In a recent discussion, Appian CEO Matt Calkins addressed the need for regulation in the field of artificial intelligence (AI), particularly in light of California Governor Gavin Newsom’s veto of a significant AI bill. Calkins expressed that while regulation is necessary, the specific bill in question was not the right approach. He emphasized the importance of having a consistent regulatory framework at the national or international level to avoid creating an uneven playing field for companies innovating in AI.

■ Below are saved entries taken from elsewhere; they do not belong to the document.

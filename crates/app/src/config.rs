use std::path::PathBuf;

use serde::{Deserialize, Serialize};

use ggwatch_audio::refs::default_labels;
use ggwatch_detect::DetectorConfig;

/// Full listener configuration. Immutable once the listener is built.
#[derive(Debug, Clone, Serialize, Deserialize)]
pub struct ListenerConfig {
    pub detector: DetectorConfig,
    /// Executable name of the target process, matched case-insensitively.
    pub exe_name: String,
    /// Seconds between pid discovery attempts while the process is absent.
    pub poll_interval_secs: f32,
    /// Reconnect backoff bounds after capture faults.
    pub backoff_base_secs: f32,
    pub backoff_cap_secs: f32,
    /// Directory holding one reference clip per label.
    pub refs_dir: PathBuf,
    /// Label to filename-stem table for the reference library.
    pub labels: Vec<(String, String)>,
}

impl Default for ListenerConfig {
    fn default() -> Self {
        Self {
            detector: DetectorConfig::default(),
            exe_name: "overwatch.exe".to_string(),
            poll_interval_secs: 2.0,
            backoff_base_secs: 2.0,
            backoff_cap_secs: 30.0,
            refs_dir: PathBuf::from("refs"),
            labels: default_labels(),
        }
    }
}
use std::time::Duration;

/// Bounded exponential retry delay for capture reconnect attempts.
///
/// Doubles on every fault up to the cap; a clean run resets it to the base.
#[derive(Debug, Clone)]
pub struct Backoff {
    base: Duration,
    cap: Duration,
    current: Duration,
}

impl Backoff {
    pub fn new(base: Duration, cap: Duration) -> Self {
        Self {
            base,
            cap,
            current: base,
        }
    }

    pub fn delay(&self) -> Duration {
        self.current
    }

    pub fn on_fault(&mut self) {
        self.current = (self.current * 2).min(self.cap);
    }

    pub fn on_success(&mut self) {
        self.current = self.base;
    }
}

Calkins highlighted the challenges of regulating AI, noting that the technology is still not fully understood, often described as a “black box.” He pointed out that while concerns about catastrophic outcomes are valid, regulation should also address other critical issues, such as privacy. He suggested that a transparency bill could be a good starting point, advocating for regulations that require companies to disclose how they build their AI models and the data they use.
The conversation also touched on the implications of transparency in AI development. Calkins argued that if companies were required to disclose the data used to train their models, it would lead to greater public awareness and potentially prompt individuals to demand more control over their personal information. He stressed the importance of understanding how AI utilizes private data, which could lead to more informed regulatory discussions.
Calkins further explored the philosophical aspects of data privacy, noting that society has become increasingly willing to give up personal information over the years. He suggested that people might draw the line when they realize the extent to which AI is being trained on their data, particularly if it affects their livelihoods. This realization could lead to a stronger demand for privacy protections and consent regarding the use of personal data.
Ultimately, Calkins concluded that trust is foundational for the acceptance of AI in society. For individuals to feel comfortable allowing AI to handle sensitive tasks, there must be transparency about how their data is used and assurances that their information will not be exploited. He reiterated that establishing a regulatory framework focused on transparency and safety is crucial for fostering trust in AI technologies.